Are there populations of prisoners within this institution that require specific care?
Special offense inmates and special needs inmates are populations within prisons that
require specific care. Special offense and special needs inmates include substance-
involved offenders, sex offenders, inmates with HIV, prisoners with chronic mental
health issues, and elderly inmates. While there are several programs implemented for
inmates that suffer from substance abuse, there are problems associated with substance-
involved inmates. For example, a person that comes into prison addicted to alcohol or
narcotics may experience severe withdrawal which can send them into shock, cardiac
arrest, kidney failure, and even hallucinations. As for sex offenders, such as child
molesters and pedophiles, there has been difficulty for many years for this population in
adjusting to incarceration. Typically, unless placed in protective custody, they are at risk
of being sexually assaulted or even killed. Inmate populations include a high number of
individuals that are a part of AIDS risk groups, especially if they were IV drug users. The
problem with inmates that have HIV is that they are placed in with the general
population.
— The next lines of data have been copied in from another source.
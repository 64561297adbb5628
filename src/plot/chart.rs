//! PNG rendering on top of plotters' bitmap backend.
//!
//! Text needs a TrueType font registered with plotters at runtime. The first
//! readable font from `QABENCH_FONT` or the usual system locations is used;
//! without one, charts are still drawn but carry no captions, tick labels,
//! legends or value labels.

use std::fmt::Display;
use std::fs;
use std::path::{Path, PathBuf};

use anyhow::{anyhow, Context, Result};
use once_cell::sync::Lazy;
use plotters::coord::Shift;
use plotters::prelude::*;
use plotters::style::register_font;
use plotters::style::text_anchor::{HPos, Pos, VPos};
use tracing::{debug, warn};

use crate::utils::helpers::ensure_dir;

pub const FONT_ENV: &str = "QABENCH_FONT";
pub const FONT_FAMILY: &str = "sans-serif";

const FONT_CANDIDATES: [&str; 8] = [
    "/usr/share/fonts/truetype/dejavu/DejaVuSans.ttf",
    "/usr/share/fonts/dejavu/DejaVuSans.ttf",
    "/usr/share/fonts/TTF/DejaVuSans.ttf",
    "/usr/share/fonts/truetype/liberation/LiberationSans-Regular.ttf",
    "/usr/share/fonts/liberation/LiberationSans-Regular.ttf",
    "/usr/share/fonts/liberation-sans/LiberationSans-Regular.ttf",
    "/System/Library/Fonts/Supplemental/Arial.ttf",
    "C:\\Windows\\Fonts\\arial.ttf",
];

static FONT_READY: Lazy<bool> = Lazy::new(register_system_font);

fn register_system_font() -> bool {
    let candidates = std::env::var_os(FONT_ENV)
        .map(PathBuf::from)
        .into_iter()
        .chain(FONT_CANDIDATES.iter().map(PathBuf::from));
    for path in candidates {
        let Ok(bytes) = fs::read(&path) else {
            continue;
        };
        // plotters keeps registered fonts for the life of the process.
        let bytes: &'static [u8] = Box::leak(bytes.into_boxed_slice());
        match register_font(FONT_FAMILY, FontStyle::Normal, bytes) {
            Ok(()) => {
                debug!("chart font: {}", path.display());
                return true;
            }
            Err(_) => warn!("{} is not a usable font", path.display()),
        }
    }
    warn!("no TrueType font found, charts are drawn without text (set {})", FONT_ENV);
    false
}

/// Whether chart text can be drawn.
pub fn text_enabled() -> bool {
    *FONT_READY
}

pub fn draw_err<E: Display>(e: E) -> anyhow::Error {
    anyhow!("chart drawing failed: {}", e)
}

/// `#rrggbb` → colour.
pub fn hex_color(hex: &str) -> Option<RGBColor> {
    let digits = hex.strip_prefix('#')?;
    if digits.len() != 6 {
        return None;
    }
    let channel = |i: usize| -> Option<u8> { u8::from_str_radix(digits.get(i..i + 2)?, 16).ok() };
    Some(RGBColor(channel(0)?, channel(2)?, channel(4)?))
}

/// Draw onto a white canvas of `size` pixels and save it as PNG at `path`.
///
/// The image is rendered next to the target under a dot-prefixed name and
/// renamed into place once complete.
pub fn render_png<F>(path: &Path, size: (u32, u32), draw: F) -> Result<()>
where
    F: FnOnce(&DrawingArea<BitMapBackend<'_>, Shift>) -> Result<()>,
{
    if let Some(parent) = path.parent().filter(|p| !p.as_os_str().is_empty()) {
        ensure_dir(parent)?;
    }
    let name = path
        .file_name()
        .map(|n| n.to_string_lossy().to_string())
        .with_context(|| format!("{} is not a file path", path.display()))?;
    let tmp = path.with_file_name(format!(".{}", name));

    let drawn = (|| -> Result<()> {
        let root = BitMapBackend::new(&tmp, size).into_drawing_area();
        root.fill(&WHITE).map_err(draw_err)?;
        draw(&root)?;
        root.present().map_err(draw_err)?;
        Ok(())
    })();
    if let Err(e) = drawn {
        if tmp.exists() {
            fs::remove_file(&tmp).ok();
        }
        return Err(e.context(format!("Cannot render {}", path.display())));
    }
    fs::rename(&tmp, path)
        .with_context(|| format!("Cannot rename {} → {}", tmp.display(), path.display()))?;
    Ok(())
}

/// One bar series in a grouped bar chart.
pub struct Series {
    pub label: String,
    pub color: RGBColor,
    /// Percentages, one per category.
    pub values: Vec<f64>,
}

/// A grouped bar chart with a 0–100 % y axis.
pub struct BarChart {
    pub title: String,
    pub x_label: String,
    pub y_label: String,
    pub categories: Vec<String>,
    pub series: Vec<Series>,
    /// Print the value above each bar.
    pub value_labels: bool,
    /// Connect the bar tops of each series with a line.
    pub trend_lines: bool,
}

impl BarChart {
    /// Canvas size: wide enough for every group to stay readable.
    fn size(&self) -> (u32, u32) {
        let group_px = 28 * self.series.len().max(1) + 24;
        let width = (group_px * self.categories.len().max(1) + 160).max(720);
        (width as u32, 600)
    }
}

pub fn render_bars(chart: &BarChart, path: &Path) -> Result<()> {
    render_png(path, chart.size(), |root| {
        let text = text_enabled();
        let n = chart.categories.len().max(1);
        let centers: Vec<f64> = (0..n).map(|i| i as f64 + 0.5).collect();

        let mut builder = ChartBuilder::on(root);
        builder.margin(20);
        if text {
            builder
                .caption(&chart.title, (FONT_FAMILY, 24))
                .x_label_area_size(60)
                .y_label_area_size(60);
        }
        let mut plot = builder
            .build_cartesian_2d((0f64..n as f64).with_key_points(centers), 0f64..100f64)
            .map_err(draw_err)?;

        if text {
            let categories = &chart.categories;
            plot.configure_mesh()
                .disable_x_mesh()
                .x_desc(chart.x_label.as_str())
                .y_desc(chart.y_label.as_str())
                .x_label_formatter(&|x: &f64| categories.get(x.floor() as usize).cloned().unwrap_or_default())
                .draw()
                .map_err(draw_err)?;
        }

        let bar_w = 0.8 / chart.series.len().max(1) as f64;
        let value_style = TextStyle::from((FONT_FAMILY, 12).into_font()).pos(Pos::new(HPos::Center, VPos::Bottom));
        for (s_idx, series) in chart.series.iter().enumerate() {
            let color = series.color;
            let left = |c: usize| c as f64 + 0.1 + bar_w * s_idx as f64;
            let top = |v: &f64| v.clamp(0.0, 100.0);

            plot.draw_series(
                series
                    .values
                    .iter()
                    .enumerate()
                    .map(|(c, v)| Rectangle::new([(left(c), 0.0), (left(c) + bar_w, top(v))], color.filled())),
            )
            .map_err(draw_err)?
            .label(series.label.as_str())
            .legend(move |(x, y)| Rectangle::new([(x, y - 5), (x + 10, y + 5)], color.filled()));

            if chart.trend_lines && series.values.len() > 1 {
                let tops = series
                    .values
                    .iter()
                    .enumerate()
                    .map(|(c, v)| (left(c) + bar_w / 2.0, top(v)));
                plot.draw_series(LineSeries::new(tops, color.stroke_width(2)))
                    .map_err(draw_err)?;
            }
            if chart.value_labels && text {
                plot.draw_series(series.values.iter().enumerate().map(|(c, v)| {
                    Text::new(
                        format!("{:.1}", v),
                        (left(c) + bar_w / 2.0, top(v) + 1.0),
                        value_style.clone(),
                    )
                }))
                .map_err(draw_err)?;
            }
        }

        if text && !chart.series.is_empty() {
            plot.configure_series_labels()
                .position(SeriesLabelPosition::UpperRight)
                .background_style(&WHITE.mix(0.8))
                .border_style(&BLACK)
                .draw()
                .map_err(draw_err)?;
        }
        Ok(())
    })
}

#[cfg(test)]
pub(crate) fn is_png(path: &Path) -> bool {
    fs::read(path)
        .map(|b| b.starts_with(b"\x89PNG\r\n\x1a\n"))
        .unwrap_or(false)
}

#[cfg(test)]
mod tests {
    use super::*;

    #[test]
    fn test_hex_color() {
        let RGBColor(r, g, b) = hex_color("#e41a1c").unwrap();
        assert_eq!((r, g, b), (0xe4, 0x1a, 0x1c));
        let RGBColor(r, g, b) = hex_color("#00CED1").unwrap();
        assert_eq!((r, g, b), (0x00, 0xce, 0xd1));
        assert!(hex_color("e41a1c").is_none());
        assert!(hex_color("#e41a").is_none());
        assert!(hex_color("#zz1a1c").is_none());
    }

    #[test]
    fn test_bar_chart_size_grows_with_categories() {
        let chart = |n: usize| BarChart {
            title: String::new(),
            x_label: String::new(),
            y_label: String::new(),
            categories: (0..n).map(|i| format!("m{}", i)).collect(),
            series: vec![],
            value_labels: false,
            trend_lines: false,
        };
        assert_eq!(chart(1).size(), (720, 600));
        assert!(chart(40).size().0 > chart(20).size().0);
    }

    #[test]
    fn test_render_bars_writes_png() {
        let dir = tempfile::tempdir().unwrap();
        let path = dir.path().join("charts").join("bars.png");
        let chart = BarChart {
            title: "Model Performance".into(),
            x_label: "Models".into(),
            y_label: "Accuracy (%)".into(),
            categories: vec!["qwen3:8b".into(), "gemma3:4b".into()],
            series: vec![
                Series {
                    label: "English Prompt".into(),
                    color: RGBColor(65, 105, 225),
                    values: vec![60.0, 140.0],
                },
                Series {
                    label: "Norwegian Prompt".into(),
                    color: RGBColor(255, 140, 0),
                    values: vec![50.0, 0.0],
                },
            ],
            value_labels: true,
            trend_lines: true,
        };
        render_bars(&chart, &path).unwrap();
        assert!(is_png(&path));
        assert!(!dir.path().join("charts").join(".bars.png").exists());
    }

    #[test]
    fn test_render_png_reports_draw_failure() {
        let dir = tempfile::tempdir().unwrap();
        let path = dir.path().join("broken.png");
        let err = render_png(&path, (100, 100), |_| anyhow::bail!("no data")).unwrap_err();
        assert!(format!("{:#}", err).contains("no data"));
        assert!(!path.exists());
    }
}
This raises certain questions: 1) Should inmates with AIDS be hospitalized,
segregated, or paroled? 2) Should prison officials be made aware when an offender tests
positive? and 3) Does teaching inmates the importance of safe sex and needle hygiene
condone sexual behavior and drug use while incarcerated? Further issues include “the
view of the HIPPA health privacy act, there is a prohibition of sharing HIV status of
offenders with line officers and the implications of this problem for corrections staff”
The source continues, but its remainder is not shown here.